Correctly sizing a generator and selecting a generator means choosing between single-phase or three-phase, knowing and fully appreciating your power requirements, load characteristic (is it reactive or resistive?), the type of equipment it will be used to protect, its application (domestic, industrial, business?), and the synchronisation requirements of the uninterruptible power supply (UPS) it will be running alongside. It can be confusing, and for that reason, it is best to consult with a certified and experienced electrician in order to get it right.

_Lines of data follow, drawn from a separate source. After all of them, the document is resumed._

//! Display parameters and their configuration file
//!
//! A window keeps the last [`DisplayParams`] the application requested and
//! re-applies them whenever a new backend context is attached. Parameters can
//! be read from the `[display]` table of a TOML file:
//!
//! ```toml
//! [display]
//! width = 1280
//! height = 720
//! msaa_sample_count = 4
//! color_space = "display_p3"
//! ```

use std::fs;
use std::path::Path;

use serde::{Deserialize, Serialize};

use crate::error::Result;

/// Color space of the backbuffer
#[derive(Clone, Copy, Debug, Default, PartialEq, Eq, Hash, Serialize, Deserialize)]
#[serde(rename_all = "snake_case")]
pub enum ColorSpace {
    /// Standard sRGB
    #[default]
    Srgb,
    /// sRGB primaries with a linear transfer function
    LinearSrgb,
    /// Wide-gamut Display P3
    DisplayP3,
}

impl ColorSpace {
    pub fn is_srgb(&self) -> bool {
        matches!(self, ColorSpace::Srgb)
    }
}

/// Pixel storage format of a surface
#[derive(Clone, Copy, Debug, PartialEq, Eq, Hash)]
pub enum ColorType {
    /// 8 bits per channel
    Rgba8888,
    /// 16-bit float per channel
    RgbaF16,
}

impl ColorType {
    pub fn bytes_per_pixel(&self) -> usize {
        match self {
            ColorType::Rgba8888 => 4,
            ColorType::RgbaF16 => 8,
        }
    }
}

/// Surface format chosen for a color space
///
/// sRGB fits in 8 bits per channel; every other space needs half floats to
/// avoid banding.
#[derive(Clone, Copy, Debug, PartialEq, Eq)]
pub struct ColorSettings {
    pub color_space: ColorSpace,
    pub color_type: ColorType,
}

impl ColorSettings {
    pub fn for_color_space(color_space: ColorSpace) -> Self {
        let color_type = if color_space.is_srgb() {
            ColorType::Rgba8888
        } else {
            ColorType::RgbaF16
        };
        Self {
            color_space,
            color_type,
        }
    }
}

/// Display configuration requested by the application
#[derive(Clone, Debug, PartialEq, Serialize, Deserialize)]
#[serde(default)]
pub struct DisplayParams {
    /// Backbuffer width in physical pixels
    pub width: u32,
    /// Backbuffer height in physical pixels
    pub height: u32,
    /// MSAA sample count (1 = no multisampling)
    pub msaa_sample_count: u32,
    /// Stencil buffer depth in bits
    pub stencil_bits: u32,
    /// Backbuffer color space
    pub color_space: ColorSpace,
    /// Present without waiting for vertical sync
    pub disable_vsync: bool,
}

impl Default for DisplayParams {
    fn default() -> Self {
        Self {
            width: 800,
            height: 600,
            msaa_sample_count: 1,
            stencil_bits: 8,
            color_space: ColorSpace::Srgb,
            disable_vsync: false,
        }
    }
}

#[derive(Deserialize)]
struct DisplayConfigFile {
    #[serde(default)]
    display: DisplayParams,
}

impl DisplayParams {
    /// Set the backbuffer size
    pub fn size(mut self, width: u32, height: u32) -> Self {
        self.width = width;
        self.height = height;
        self
    }

    /// Set the MSAA sample count
    pub fn msaa(mut self, samples: u32) -> Self {
        self.msaa_sample_count = samples;
        self
    }

    /// Set the stencil depth
    pub fn stencil_bits(mut self, bits: u32) -> Self {
        self.stencil_bits = bits;
        self
    }

    /// Set the color space
    pub fn color_space(mut self, color_space: ColorSpace) -> Self {
        self.color_space = color_space;
        self
    }

    /// Set whether vsync is disabled
    pub fn disable_vsync(mut self, disable: bool) -> Self {
        self.disable_vsync = disable;
        self
    }

    /// Surface format implied by the color space
    pub fn color_settings(&self) -> ColorSettings {
        ColorSettings::for_color_space(self.color_space)
    }

    /// Parse the `[display]` table of a TOML document
    ///
    /// A missing table or missing keys fall back to [`DisplayParams::default`].
    pub fn from_toml_str(source: &str) -> Result<Self> {
        let file: DisplayConfigFile = toml::from_str(source)?;
        Ok(file.display)
    }

    /// Read display parameters from a TOML file
    pub fn load(path: impl AsRef<Path>) -> Result<Self> {
        let path = path.as_ref();
        let source = fs::read_to_string(path)?;
        let params = Self::from_toml_str(&source)?;
        tracing::debug!(path = %path.display(), ?params, "loaded display params");
        Ok(params)
    }
}

#[cfg(test)]
mod tests {
    use super::*;
    use crate::error::PlatformError;
    use std::io::Write;

    #[test]
    fn test_color_settings_follow_color_space() {
        assert_eq!(
            ColorSettings::for_color_space(ColorSpace::Srgb).color_type,
            ColorType::Rgba8888
        );
        assert_eq!(
            ColorSettings::for_color_space(ColorSpace::DisplayP3).color_type,
            ColorType::RgbaF16
        );
        assert_eq!(
            ColorSettings::for_color_space(ColorSpace::LinearSrgb).color_type,
            ColorType::RgbaF16
        );
    }

    #[test]
    fn test_from_toml_fills_defaults() {
        let params = DisplayParams::from_toml_str(
            r#"
            [display]
            width = 1280
            color_space = "display_p3"
            "#,
        )
        .unwrap();

        assert_eq!(params.width, 1280);
        assert_eq!(params.height, 600);
        assert_eq!(params.msaa_sample_count, 1);
        assert_eq!(params.color_space, ColorSpace::DisplayP3);
    }

    #[test]
    fn test_from_toml_without_table() {
        let params = DisplayParams::from_toml_str("").unwrap();
        assert_eq!(params, DisplayParams::default());
    }

    #[test]
    fn test_from_toml_rejects_bad_values() {
        let err = DisplayParams::from_toml_str("[display]\nwidth = \"wide\"\n").unwrap_err();
        assert!(matches!(err, PlatformError::Config(_)));

        let err = DisplayParams::from_toml_str("[display]\ncolor_space = \"cmyk\"\n").unwrap_err();
        assert!(matches!(err, PlatformError::Config(_)));
    }

    #[test]
    fn test_load_from_file() {
        let mut file = tempfile::NamedTempFile::new().unwrap();
        writeln!(file, "[display]\nmsaa_sample_count = 4\nstencil_bits = 0").unwrap();

        let params = DisplayParams::load(file.path()).unwrap();
        assert_eq!(params.msaa_sample_count, 4);
        assert_eq!(params.stencil_bits, 0);
    }

    #[test]
    fn test_load_missing_file_is_io_error() {
        let dir = tempfile::tempdir().unwrap();
        let err = DisplayParams::load(dir.path().join("missing.toml")).unwrap_err();
        assert!(matches!(err, PlatformError::Io(_)));
    }
}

Firstly, you need to calculate the power rating of all the equipment that needs to be powered by the standby generator. This information can be found in user manuals or on nameplate labels on the outside of the equipment. However, beware: some are rated in Watts and others in Amperes. Also, most electrical equipment has different starting and running Wattages (often more at start up and less when running) and this must be factored in. You need the final measurement to be in either kW or kVA. The following calculations will help:
Wattage = Amperes x volts (for resistive loads)

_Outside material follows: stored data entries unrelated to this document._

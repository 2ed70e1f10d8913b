//! Layer capability set
//!
//! A [`Layer`] is a pluggable unit of input handling and drawing. Every
//! callback has a default so concrete layers override only what they need.

use lamina_core::Canvas;
use lamina_platform::{InputState, Key, Modifiers, TouchId};

/// A unit of input handling and drawing stacked inside a window
///
/// Input callbacks return `true` when the event was consumed, which stops it
/// from reaching layers further down the stack.
pub trait Layer {
    /// A new backend context is ready; (re)allocate backend resources
    fn on_backend_created(&mut self) {}

    /// Text input
    fn on_char(&mut self, _c: char, _modifiers: Modifiers) -> bool {
        false
    }

    /// Key press, release, or repeat
    fn on_key(&mut self, _key: Key, _state: InputState, _modifiers: Modifiers) -> bool {
        false
    }

    /// Pointer button or motion at window coordinates
    fn on_mouse(&mut self, _x: i32, _y: i32, _state: InputState, _modifiers: Modifiers) -> bool {
        false
    }

    /// Scroll wheel
    fn on_mouse_wheel(&mut self, _delta: f32, _modifiers: Modifiers) -> bool {
        false
    }

    /// Touch contact owned by `owner`
    fn on_touch(&mut self, _owner: TouchId, _state: InputState, _x: f32, _y: f32) -> bool {
        false
    }

    /// Named UI state change; unknown names should be ignored
    fn on_ui_state_changed(&mut self, _name: &str, _value: &str) {}

    /// The backend render target was resized
    fn on_resize(&mut self, _width: i32, _height: i32) {}

    /// Draw onto the frame's canvas
    fn on_paint(&mut self, _canvas: &mut dyn Canvas) {}
}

Wattage = (Amperes x volts) x load factor (for reactive loads)
A resistive load is one that has no initial switch on surge and the current steadily rises to a stable running state.
A reactive load (also known as an inductive or capacitive) is one that has a potentially high inrush current, which could cause system overload if not accounted for in sizing a generator.
When synchronising a generator with a UPS, you need also to take into consideration the harmonics that the UPS’s rectifier may generate as this will have a bearing on generator size. The generator must be able to accept the load of the UPS and the UPS rectifier and static bypass supplies must be able to operate with and synchronise to the output of the generator. For this to occur, the UPS must be able to synchronise to the voltage waveform supplied by the generator.
The correct rule of thumb is to oversize a generator rather than opt for one that is smaller than required. This is particularly true for standby generators, where the generator supplies power as an alternative to mains power but for a short duration (typically when mains power fails). Standby generators are normally sized 10% larger than Prime Power Generators (that supply power constantly as an alternative to mains). Typically, a generator should be 25-100% larger than the UPS that is it working alongside and this should be increased further when additional essential loads (air-conditioning) are to be powered.